Yenilenebilir enerjiye değil yaşam alanlarının dibine kurulan RES’lere itirazım var. Sebeplerini ise şu şekilde sıralayabilirim.
- Her bir tirbünün dikilmesi için 3 ila 5 metre temel kazılması, tirbünün etrafına ortalama 15 x 15 metre alanı da kapsayacak ortalama 600-800 metreküplük betonun doğaya zarar vereceğini düşünüyorum. Ayrıca bu direkleri (tirbünleri) dikmek için etrafında çalışacak vinçler, kamyonlar, iş makineleri sebebiyle ortalama 1 dönüm bitki örtüsünün/habitatın yok olacağını düşünüyorum. Bunun nasıl olduğunu görmek için aşağıdaki 6 numaralı linki tıklamanız mümkün. (6)

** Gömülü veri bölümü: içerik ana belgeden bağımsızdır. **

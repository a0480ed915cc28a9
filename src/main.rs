use anyhow::{Context, Result};
use serde_json::Value;

use blacktri::{
    models::{BlackTriOptions, Project, UserType},
    Client, Filter,
};

#[tokio::main]
async fn main() -> Result<()> {
    let api_key = std::env::var("BLACKTRI_API_KEY").context("BLACKTRI_API_KEY is not set")?;
    let api_secret =
        std::env::var("BLACKTRI_API_SECRET").context("BLACKTRI_API_SECRET is not set")?;

    let client = Client::login(
        api_key,
        api_secret,
        UserType::Client,
        BlackTriOptions {
            api_url: std::env::var("BLACKTRI_API_URL").ok(),
            ..BlackTriOptions::new(0)
        },
    )
    .await?;
    println!("logged in as account {}", client.client_id());

    let account: Value = client.get_account(client.client_id()).await?;
    println!("{:#}", account);

    let filter = Filter::new()
        .sort_desc("createddate")
        .fields(["id", "name", "status", "visitors", "conversions"]);
    let projects: Option<Vec<Project>> = client.get_projects(Some(&filter.to_string())).await?;
    for project in projects.unwrap_or_default() {
        println!(
            "{:?} {:?} {:?} visitors={:?} conversions={:?}",
            project.id, project.name, project.status, project.visitors, project.conversions
        );
    }

    Ok(())
}
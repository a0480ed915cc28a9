use std::fmt::{self, Display};

/// Builder for the `&` separated `key=value` filters accepted by list endpoints.
///
/// ```
/// use blacktri::Filter;
///
/// let filter = Filter::new().param("status", "ACTIVE").sort_desc("publicid");
/// assert_eq!(filter.to_string(), "status=ACTIVE&sort=-publicid");
/// ```
#[derive(Debug, Clone, Default, PartialEq, Eq)]
pub struct Filter {
    pairs: Vec<(String, String)>,
}

impl Filter {
    pub fn new() -> Self {
        Self::default()
    }

    pub fn param(mut self, key: &str, value: impl Display) -> Self {
        self.pairs.push((key.to_string(), value.to_string()));
        self
    }

    /// Ascending sort on `field`.
    pub fn sort(self, field: &str) -> Self {
        self.param("sort", field)
    }

    /// Descending sort on `field`.
    pub fn sort_desc(self, field: &str) -> Self {
        self.param("sort", format!("-{}", field))
    }

    /// Limits the attributes present in the result set.
    pub fn fields<I, S>(self, fields: I) -> Self
    where
        I: IntoIterator<Item = S>,
        S: AsRef<str>,
    {
        let joined = fields
            .into_iter()
            .map(|f| f.as_ref().to_string())
            .collect::<Vec<_>>()
            .join(",");
        if joined.is_empty() {
            return self;
        }
        self.param("fields", joined)
    }

    pub fn is_empty(&self) -> bool {
        self.pairs.is_empty()
    }
}

impl Display for Filter {
    fn fmt(&self, f: &mut fmt::Formatter<'_>) -> fmt::Result {
        for (i, (key, value)) in self.pairs.iter().enumerate() {
            if i > 0 {
                f.write_str("&")?;
            }
            write!(f, "{}={}", key, value)?;
        }
        Ok(())
    }
}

- Pervaneleri taşıyabilmek için yol genişliğinin 7-12 metre arasında olması gerekiyor. Bazı bölgelerdeki yol genişliği bu kadar olmadığından -varsa- ağaçlar kesilerek bu yollar genişletilecek. Doğa tahrip edilecek, patika, yürüyüş alanları asfalt yollar haline gelecek.
- Kamyon ve iş makinelerinin ortaya çıkardığı tozun insan, hayvan ve bitkilere zarar verdiğini düşünüyorum. Sadece insan değil, zarar verdiği en büyük iki şey zeytin ve ufak baş hayvancılık. Toz, kırmızı örümcek hastalığı sebebiyle zeytin verimliliğini direkt etkilediğinden rekoltenin düşmesine olanak sağlıyor. Zeytinin toza hassasiyetini Zeytin Koruma Yasası’nda belirlemiş. Yasanın 20. Maddesi “en az 3 kilometre” mesafesinde fabrika, tesis yapımına izin vermiyor. Ama şu anda bu yasanın da delinmesi için uğraşılıyor. Keçiler ve koyunlar tozlu ot yemiyorlar. Bu da hayvanlarda düşüğe, süt veriminin azalmasına ve göçe sebep oluyor.

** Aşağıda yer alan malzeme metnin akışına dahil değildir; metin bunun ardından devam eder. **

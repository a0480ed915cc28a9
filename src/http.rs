use anyhow::{anyhow, Context, Result};
use reqwest::{
    header,
    header::{HeaderMap, HeaderValue},
    Client, ClientBuilder, Method, StatusCode,
};
use serde::{de::DeserializeOwned, Serialize};
use serde_json::Value;
use tokio::time::Duration;
use tracing::{event, Level};

use crate::models::{lenient, UserType};

pub const API_URL: &str = "https://www.blacktri.com/api/v1";

/// The environment variable to change the default timeout for blacktri requests.
const BLACKTRI_TIMEOUT_MS: &str = "BLACKTRI_TIMEOUT_MS";
const DEFAULT_TIMEOUT_MS: u64 = 5000;

fn timeout_from_env() -> Duration {
    let timeout = std::env::var(BLACKTRI_TIMEOUT_MS)
        .ok()
        .and_then(|t| t.parse::<u64>().ok())
        .unwrap_or(DEFAULT_TIMEOUT_MS);
    Duration::from_millis(timeout)
}

fn create_http_connection_client(timeout: Option<Duration>) -> Result<Client> {
    let mut headers = HeaderMap::new();
    headers.insert(header::CONNECTION, HeaderValue::from_static("keep-alive"));
    headers.insert(
        header::CONTENT_TYPE,
        HeaderValue::from_static("application/json"),
    );
    ClientBuilder::new()
        .pool_idle_timeout(Some(Duration::from_secs(60)))
        .tcp_keepalive(Some(Duration::from_secs(30)))
        .timeout(timeout.unwrap_or_else(timeout_from_env))
        .default_headers(headers)
        .build()
        .context("should be able to build the http client")
}

/// Executes requests against the API root, authenticating every call with
/// the account's api key and secret.
#[derive(Clone)]
pub struct BlackTriHttpClient {
    base_url: String,
    api_key: String,
    api_secret: String,
    http_client: Client,
}

impl BlackTriHttpClient {
    pub fn new(
        api_key: String,
        api_secret: String,
        api_url: Option<String>,
        timeout: Option<Duration>,
    ) -> Result<Self> {
        let base_url = api_url
            .unwrap_or_else(|| API_URL.to_string())
            .trim_end_matches('/')
            .to_string();
        let http_client = create_http_connection_client(timeout)?;
        Ok(Self {
            base_url,
            api_key,
            api_secret,
            http_client,
        })
    }

    pub fn url(&self, path: &str) -> String {
        format!("{}/{}", self.base_url, path)
    }

    /// Sends `payload` (if any) to `path` and decodes the response into `T`.
    ///
    /// Responses without content (204 or an empty body) decode from JSON `null`,
    /// so `T` should be `Option<_>`, `()` or `serde_json::Value` for those.
    pub async fn perform_request<T: DeserializeOwned>(
        &self,
        path: &str,
        method: Method,
        payload: Option<Value>,
    ) -> Result<T> {
        let url = self.url(path);
        event!(Level::DEBUG, "{} {}", method, url);

        let mut request = self
            .http_client
            .request(method.clone(), url.as_str())
            .basic_auth(&self.api_key, Some(&self.api_secret));
        if let Some(body) = payload {
            event!(Level::TRACE, "{} {} payload: {}", method, url, body);
            request = request.json(&body);
        }

        let response = request.send().await;
        let res = match response {
            Ok(result) => match result.status() {
                status if status.is_success() => Ok(result),
                status => {
                    let body = result.text().await.unwrap_or_default();
                    event!(
                        Level::WARN,
                        "Error while calling {} {}: {} {}",
                        method,
                        url,
                        status,
                        body
                    );
                    Err(anyhow!("blacktri error: {}", status))
                }
            },
            Err(err) => Err(anyhow!("failed to send request: {}", err)),
        }?;

        if res.status() == StatusCode::NO_CONTENT {
            event!(Level::TRACE, "{} {} returned no content", method, url);
            return serde_json::from_value(Value::Null)
                .map_err(|e| anyhow!("error parsing empty response: {}", e));
        }

        let body = res
            .bytes()
            .await
            .map_err(|e| anyhow!("error reading response: {}", e))?;
        if body.is_empty() {
            return serde_json::from_value(Value::Null)
                .map_err(|e| anyhow!("error parsing empty response: {}", e));
        }

        serde_json::from_slice(&body).map_err(|e| anyhow!("error parsing response: {}", e))
    }

    /// Exchanges the api credentials for the id of the logged in account.
    pub async fn login(&self, user_type: UserType) -> Result<u64> {
        #[derive(Serialize)]
        struct LoginBody<'a> {
            apikey: &'a str,
            apisecret: &'a str,
            usertype: UserType,
        }

        let body = LoginBody {
            apikey: &self.api_key,
            apisecret: &self.api_secret,
            usertype: user_type,
        };

        let id: Value = self
            .perform_request("login", Method::POST, Some(serde_json::to_value(&body)?))
            .await?;
        lenient::from_value(id)
            .map_err(|e| anyhow!("error parsing login response: {}", e))?
            .ok_or_else(|| anyhow!("login response did not contain an account id"))
    }
}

- Her bir tirbünde en az 40 kg mıknatıs kullanılıyor. Bu manyetik alanın yarattığı sağlık problemleri için birçok ülke harekete geçti. Ayrıca kulak eşiğimizin duymadığı sesler sebebiyle ortaya çıkan hastalıklar da var. Wind Turbine Syndrome (Rüzgar Tirbünü Sendromu) tanınan ve kabul edilen bir hastalık olarak literatüre geçti. Linklerden lütfen okuyun. (7), (8)
- Tirbünlerin sıfır noktasında çıkan sesin 107 desibel olduğu, uzaklaştıkça bu seviyenin düştüğü belirtilmektedir. Ama ne kadar azaldığını görmek için aşağıdaki videoyu izlemeniz yeterli olacaktır. Bir uçağın havalanışı, bir otoyol gürültüsü, kent içi ulaşım sesine yakın bu seslerle yaşamaya alışmak, hem de 24 saat nasıl olurdu? (9)
- Kuş göç yollarının en büyük düşmanı RES’lerdeki tirbünler ne yazık ki. Her yıl onbinlerce kuş bu pervanelere çarpıp ölüyorlar.
- Turizmle ekmeğini kazanan yerlere darbe vuracağını düşünüyorum. Eğer sessizlikle, sakinlikle anılan bir turizm beldesine sahipseniz bu maddeyi boş geçmeyin. Düşünsenize kim tepesinde fırıl fırıl dönen, gürültülü tirbünlerin ve beton yığınlarının altında tatil yapmak ister?
- Tarımın zarar göreceği, arsa değerlerinin düşeceği ise net. Çünkü 1939 yılında savaş şartlarında uygulanmak üzere çıkartılan Acele Kamulaştırma Yasası, enerji yatırımlarında ne yazık ki kullanılarak köylünün, yerel halkın tarlasının ortasından geçen istimlaklar yapılabiliyor. Bu arsada ağaçlar varsa ne yazık ki yok ediliyor. Evler boşalttırılıyor. Arsalar, tarlalar yok pahasına ya satın alınıyor ya da kiralanıyor. En yakın örneği Soma – Yırca olarak belirtebilirim.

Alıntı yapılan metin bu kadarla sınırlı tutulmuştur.